The Jumbos had a chance at redemption on Sunday against Trinity, but a slow start put them in an early 2-0 hole from which they were unable to recover from.
“The loss on Saturday really pushed us, and motivated us,” Pius said. “Instead of waiting a whole week until Saturday, [we had] the opportunity to improve and prove ourselves within 24 hours. Unfortunately we didn’t get the result on Sunday. We’re headed into the later half of the season and every game is so crucial to our standings in the NESCAC.”

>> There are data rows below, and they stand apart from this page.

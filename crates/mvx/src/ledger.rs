//! 🗄️ The Status Ledger — one row per mail, one file, zero amnesia.
//!
//! 🎬 COLD OPEN — INT. OPS CHANNEL — SOMEONE TYPES "how far along is the import"
//!
//! The pipeline could shrug. The pipeline could say "it's running." Instead
//! the pipeline keeps a ledger: a single SQLite file where every `mail_id`
//! that ever got enqueued has exactly one row, flipped from pending to
//! terminal as its fate resolves. Progress queries read the ledger. Nobody
//! greps logs. Nobody greps logs. (Written twice because it matters twice.)
//!
//! 🧠 Knowledge graph: one `Ledger` per task — the orchestrator has one, each
//! worker has one, the status tool opens a read-only one. Connections are
//! never shared across tasks; SQLite's own transactional isolation is the
//! coordination layer. WAL mode means readers never block writers, which is
//! how the status tool stays polite.
//!
//! ⚠️ Contention is expected (N workers commit batches into one file). The
//! 5-second busy_timeout IS the bounded retry-with-backoff: SQLite itself
//! re-attempts the lock until the deadline, then we surface the failure.

use std::path::Path;
use std::time::Duration;

use anyhow::{Context, Result};
use rusqlite::{Connection, OpenFlags, params};

/// ⏳ How long a writer politely waits for the lock before declaring defeat.
const BUSY_TIMEOUT: Duration = Duration::from_secs(5);

/// 📝 What the orchestrator knows about a mail at enqueue time.
#[derive(Debug, Clone)]
pub(crate) struct PendingRow {
    pub mail_id: String,
    pub user_id: String,
    pub domain: String,
    pub received_time: String,
}

/// 📖 A full ledger row, read back out. Mostly a test and status-tool shape.
#[derive(Debug, Clone)]
pub(crate) struct LedgerRow {
    pub mail_id: String,
    pub user_id: String,
    pub domain: String,
    pub is_completed: bool,
    pub is_success: bool,
    pub received_time: String,
    pub error_message: Option<String>,
}

/// 📊 Per-domain progress rollup for the status tool.
#[derive(Debug, Clone)]
pub struct DomainStatus {
    pub domain: String,
    pub total: u64,
    pub completed: u64,
    pub succeeded: u64,
}

/// 📊 Per-user progress rollup for the status tool.
#[derive(Debug, Clone)]
pub struct UserStatus {
    pub user_id: String,
    pub total: u64,
    pub completed: u64,
    pub succeeded: u64,
}

/// 🗄️ The Ledger: a wrapped `rusqlite::Connection` with the mail-status
/// vocabulary bolted on. Owned, never shared — clone the path, not the handle.
#[derive(Debug)]
pub(crate) struct Ledger {
    conn: Connection,
}

impl Ledger {
    /// 🏗️ Open (and migrate) the ledger for writing.
    ///
    /// Creates parent directories, flips on WAL, arms the busy timeout, and
    /// runs the idempotent migration. Every task calls this for itself —
    /// `CREATE TABLE IF NOT EXISTS` makes the race between first-openers a
    /// non-event.
    pub(crate) fn open(path: &Path) -> Result<Self> {
        if let Some(parent) = path.parent() {
            std::fs::create_dir_all(parent).context(format!(
                "💀 Could not create the ledger's parent directory '{}'.",
                parent.display()
            ))?;
        }
        let conn = Connection::open(path).context(format!(
            "💀 Could not open the ledger at '{}'. No ledger, no pipeline — this is startup-fatal by design.",
            path.display()
        ))?;
        // 📜 WAL so status reads snapshot without blocking writers;
        // NORMAL sync is the WAL-appropriate durability/throughput trade.
        conn.pragma_update(None, "journal_mode", "WAL")
            .context("💀 Could not switch the ledger to WAL mode.")?;
        conn.pragma_update(None, "synchronous", "NORMAL")
            .context("💀 Could not set synchronous=NORMAL on the ledger.")?;
        conn.busy_timeout(BUSY_TIMEOUT)
            .context("💀 Could not arm the ledger's busy timeout.")?;

        let ledger = Self { conn };
        ledger.migrate()?;
        Ok(ledger)
    }

    /// 👓 Open the ledger read-only — the status tool's entrance.
    ///
    /// No migration, no writes, snapshot-consistent reads under WAL. If the
    /// file doesn't exist yet, that's an error worth telling the operator
    /// about (run the pipeline first).
    pub(crate) fn open_read_only(path: &Path) -> Result<Self> {
        let conn = Connection::open_with_flags(
            path,
            OpenFlags::SQLITE_OPEN_READ_ONLY | OpenFlags::SQLITE_OPEN_NO_MUTEX,
        )
        .context(format!(
            "💀 Could not open the ledger at '{}' read-only. Has the pipeline ever run against this config?",
            path.display()
        ))?;
        conn.busy_timeout(BUSY_TIMEOUT)?;
        Ok(Self { conn })
    }

    /// 🧱 The schema. Three composite indexes matching the three query shapes
    /// the status tool actually runs: by domain, by user, by recency.
    fn migrate(&self) -> Result<()> {
        self.conn
            .execute_batch(
                "CREATE TABLE IF NOT EXISTS mail_status (
                    mail_id        TEXT PRIMARY KEY,
                    user_id        TEXT NOT NULL DEFAULT '',
                    domain         TEXT NOT NULL DEFAULT '',
                    is_completed   INTEGER NOT NULL DEFAULT 0,
                    is_success     INTEGER NOT NULL DEFAULT 0,
                    received_time  TEXT NOT NULL DEFAULT '',
                    error_message  TEXT
                );
                CREATE INDEX IF NOT EXISTS idx_mail_status_domain
                    ON mail_status (domain, is_completed, is_success);
                CREATE INDEX IF NOT EXISTS idx_mail_status_user
                    ON mail_status (user_id, is_completed, is_success);
                CREATE INDEX IF NOT EXISTS idx_mail_status_received
                    ON mail_status (received_time, is_completed);",
            )
            .context("💀 Ledger migration failed. The table refused to exist.")
    }

    /// 📝 Insert-or-replace a row as pending. Called at enqueue time.
    ///
    /// Replace (not update) on conflict: a stale row from a crashed previous
    /// attempt gets fully overwritten, which is exactly the recovery contract.
    pub(crate) fn upsert_pending(&self, row: &PendingRow) -> Result<()> {
        self.conn
            .execute(
                "INSERT OR REPLACE INTO mail_status
                    (mail_id, user_id, domain, is_completed, is_success, received_time, error_message)
                 VALUES (?1, ?2, ?3, 0, 0, ?4, NULL)",
                params![row.mail_id, row.user_id, row.domain, row.received_time],
            )
            .context("💀 Could not upsert a pending ledger row.")?;
        Ok(())
    }

    /// 📝 The batched sibling: all pending rows for one batch, one transaction.
    pub(crate) fn upsert_pending_batch(&mut self, rows: &[PendingRow]) -> Result<()> {
        let tx = self.conn.transaction()?;
        {
            let mut stmt = tx.prepare_cached(
                "INSERT OR REPLACE INTO mail_status
                    (mail_id, user_id, domain, is_completed, is_success, received_time, error_message)
                 VALUES (?1, ?2, ?3, 0, 0, ?4, NULL)",
            )?;
            for row in rows {
                stmt.execute(params![row.mail_id, row.user_id, row.domain, row.received_time])?;
            }
        }
        tx.commit()
            .context("💀 Could not commit a batch of pending rows. The batch does not get enqueued without its rows.")
    }

    /// ✅ Terminal success. Update-or-insert: normally the pending row exists,
    /// but a row conjured from nothing (empty user/domain) still records the
    /// outcome — the ledger never hides a completion.
    pub(crate) fn mark_success(&self, mail_id: &str) -> Result<()> {
        self.conn
            .execute(
                "INSERT INTO mail_status (mail_id, is_completed, is_success)
                 VALUES (?1, 1, 1)
                 ON CONFLICT(mail_id) DO UPDATE SET
                    is_completed = 1, is_success = 1, error_message = NULL",
                params![mail_id],
            )
            .context("💀 Could not mark a ledger row as succeeded.")?;
        Ok(())
    }

    /// ❌ Terminal failure, with the reason on the record.
    pub(crate) fn mark_failure(&self, mail_id: &str, error_message: &str) -> Result<()> {
        self.conn
            .execute(
                "INSERT INTO mail_status (mail_id, is_completed, is_success, error_message)
                 VALUES (?1, 1, 0, ?2)
                 ON CONFLICT(mail_id) DO UPDATE SET
                    is_completed = 1, is_success = 0, error_message = excluded.error_message",
                params![mail_id, error_message],
            )
            .context("💀 Could not mark a ledger row as failed.")?;
        Ok(())
    }

    /// 🏁 Finalize a whole batch in one transaction: successes flip to
    /// success, failures flip to failure with their reasons.
    ///
    /// ⚠️ Ordering law (the crash-safety one): callers commit THIS before
    /// touching the filesystem. A crash after the commit but before the
    /// deletes/moves leaves files in `run/`, and `run/` is the authoritative
    /// pending indicator — next startup re-runs them and overwrites these rows.
    pub(crate) fn finalize_batch(
        &mut self,
        successes: &[String],
        failures: &[(String, String)],
    ) -> Result<()> {
        let tx = self.conn.transaction()?;
        {
            let mut ok_stmt = tx.prepare_cached(
                "INSERT INTO mail_status (mail_id, is_completed, is_success)
                 VALUES (?1, 1, 1)
                 ON CONFLICT(mail_id) DO UPDATE SET
                    is_completed = 1, is_success = 1, error_message = NULL",
            )?;
            for mail_id in successes {
                ok_stmt.execute(params![mail_id])?;
            }
            let mut fail_stmt = tx.prepare_cached(
                "INSERT INTO mail_status (mail_id, is_completed, is_success, error_message)
                 VALUES (?1, 1, 0, ?2)
                 ON CONFLICT(mail_id) DO UPDATE SET
                    is_completed = 1, is_success = 0, error_message = excluded.error_message",
            )?;
            for (mail_id, error_message) in failures {
                fail_stmt.execute(params![mail_id, error_message])?;
            }
        }
        tx.commit()
            .context("💀 Could not commit a batch finalization. No row flipped; the files stay in run/ for recovery.")
    }

    /// 🚑 Record rejects that never got enqueued: full known identity, one
    /// transaction, straight to terminal failure. This is the
    /// "domain unresolvable" path — the file goes to `buggy/` without ever
    /// seeing `run/`, and the ledger says so with whatever identity the
    /// batcher managed to recover.
    pub(crate) fn record_failed_batch(&mut self, rows: &[(PendingRow, String)]) -> Result<()> {
        let tx = self.conn.transaction()?;
        {
            let mut stmt = tx.prepare_cached(
                "INSERT OR REPLACE INTO mail_status
                    (mail_id, user_id, domain, is_completed, is_success, received_time, error_message)
                 VALUES (?1, ?2, ?3, 1, 0, ?4, ?5)",
            )?;
            for (row, error_message) in rows {
                stmt.execute(params![
                    row.mail_id,
                    row.user_id,
                    row.domain,
                    row.received_time,
                    error_message
                ])?;
            }
        }
        tx.commit()
            .context("💀 Could not commit the reject rows. The files still go to buggy/; the ledger just missed the memo.")
    }

    /// 📖 Read one row back. Test and spot-check surface.
    pub(crate) fn get(&self, mail_id: &str) -> Result<Option<LedgerRow>> {
        let mut stmt = self.conn.prepare_cached(
            "SELECT mail_id, user_id, domain, is_completed, is_success, received_time, error_message
             FROM mail_status WHERE mail_id = ?1",
        )?;
        let mut rows = stmt.query(params![mail_id])?;
        match rows.next()? {
            Some(row) => Ok(Some(LedgerRow {
                mail_id: row.get(0)?,
                user_id: row.get(1)?,
                domain: row.get(2)?,
                is_completed: row.get::<_, i64>(3)? != 0,
                is_success: row.get::<_, i64>(4)? != 0,
                received_time: row.get(5)?,
                error_message: row.get(6)?,
            })),
            None => Ok(None),
        }
    }

    /// 📊 Per-domain rollup, alphabetical. Rides `idx_mail_status_domain`.
    pub(crate) fn domain_counts(&self) -> Result<Vec<DomainStatus>> {
        let mut stmt = self.conn.prepare_cached(
            "SELECT domain,
                    COUNT(*),
                    SUM(is_completed),
                    SUM(CASE WHEN is_completed = 1 AND is_success = 1 THEN 1 ELSE 0 END)
             FROM mail_status
             GROUP BY domain
             ORDER BY domain",
        )?;
        let rows = stmt.query_map([], |row| {
            Ok(DomainStatus {
                domain: row.get(0)?,
                total: row.get::<_, i64>(1)? as u64,
                completed: row.get::<_, i64>(2)? as u64,
                succeeded: row.get::<_, i64>(3)? as u64,
            })
        })?;
        rows.collect::<rusqlite::Result<Vec<_>>>()
            .context("💀 Could not roll up domain counts.")
    }

    /// 📊 Per-user rollup, alphabetical. Rides `idx_mail_status_user`.
    pub(crate) fn user_counts(&self) -> Result<Vec<UserStatus>> {
        let mut stmt = self.conn.prepare_cached(
            "SELECT user_id,
                    COUNT(*),
                    SUM(is_completed),
                    SUM(CASE WHEN is_completed = 1 AND is_success = 1 THEN 1 ELSE 0 END)
             FROM mail_status
             GROUP BY user_id
             ORDER BY user_id",
        )?;
        let rows = stmt.query_map([], |row| {
            Ok(UserStatus {
                user_id: row.get(0)?,
                total: row.get::<_, i64>(1)? as u64,
                completed: row.get::<_, i64>(2)? as u64,
                succeeded: row.get::<_, i64>(3)? as u64,
            })
        })?;
        rows.collect::<rusqlite::Result<Vec<_>>>()
            .context("💀 Could not roll up user counts.")
    }

    /// ⏰ The newest `received_time` among completed rows — "how fresh is the
    /// ingested data". Rides `idx_mail_status_received`.
    pub(crate) fn latest_completion(&self) -> Result<Option<String>> {
        let latest: Option<String> = self
            .conn
            .query_row(
                "SELECT MAX(received_time) FROM mail_status WHERE is_completed = 1",
                [],
                |row| row.get(0),
            )
            .context("💀 Could not read the latest completion time.")?;
        // 🧹 MAX over zero rows is NULL; MAX over empty-string defaults is ''.
        // Both mean "nothing real to report".
        Ok(latest.filter(|time| !time.is_empty()))
    }
}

The Bantams scored two goals within a minute of each other. In the 27th minute, sophomore Laura Nee came down the right side of the field and played a ball into the box. The ball ended up on the foot of Karyn Barrett who netted her team-leading sixth goal of the season. Just a minute later, Nee scored herself, sending the ball sailing past a Tufts defender and sophomore goalkeeper Eileen McGarry.
“They held on to the ball better and we didn’t do as great of a job playing our possession game,” sophomore midfielder Robin Estus said. “We struggled in that half to keep the pressure on [Trinity] and get the ball back [and] we were turning the ball over a lot. Coach [Martha Whiting] was disappointed in the way we played, but also positive in terms of pushing on. We had two options — to give up or to keep fighting. In the second half we really stepped up — unfortunately it was too late.”
Trinity senior tri-captain Elisa Dolan scored an insurance goal early in the second half and held off any Tufts comeback attempts late in the game.
The Jumbos have just four games left in the regular season, three of which are against conference opponents. Despite its recent slump in the NESCAC of late, the team is confident that there is still time to change its fate before the postseason arrives.
“It’s the quality of the competition,” Pius said. “I don’t think our mentality has really changed, it’s a matter of need[ing] to capitialize on the chances we get. When we play quality competition, the chances are fewer. At the beginning of the season, we had the chances to get warmed up against teams that aren’t as highly ranked. We had like 20 opportunities and we were able to convert on a lot of them. When you play teams that are really evenly matched [and] both have talented players, it comes down to heart. We’re not intimidated at all by anybody. We are a talented team [and] we have the potential to win in any given situation. It’s really about who shows up that day.”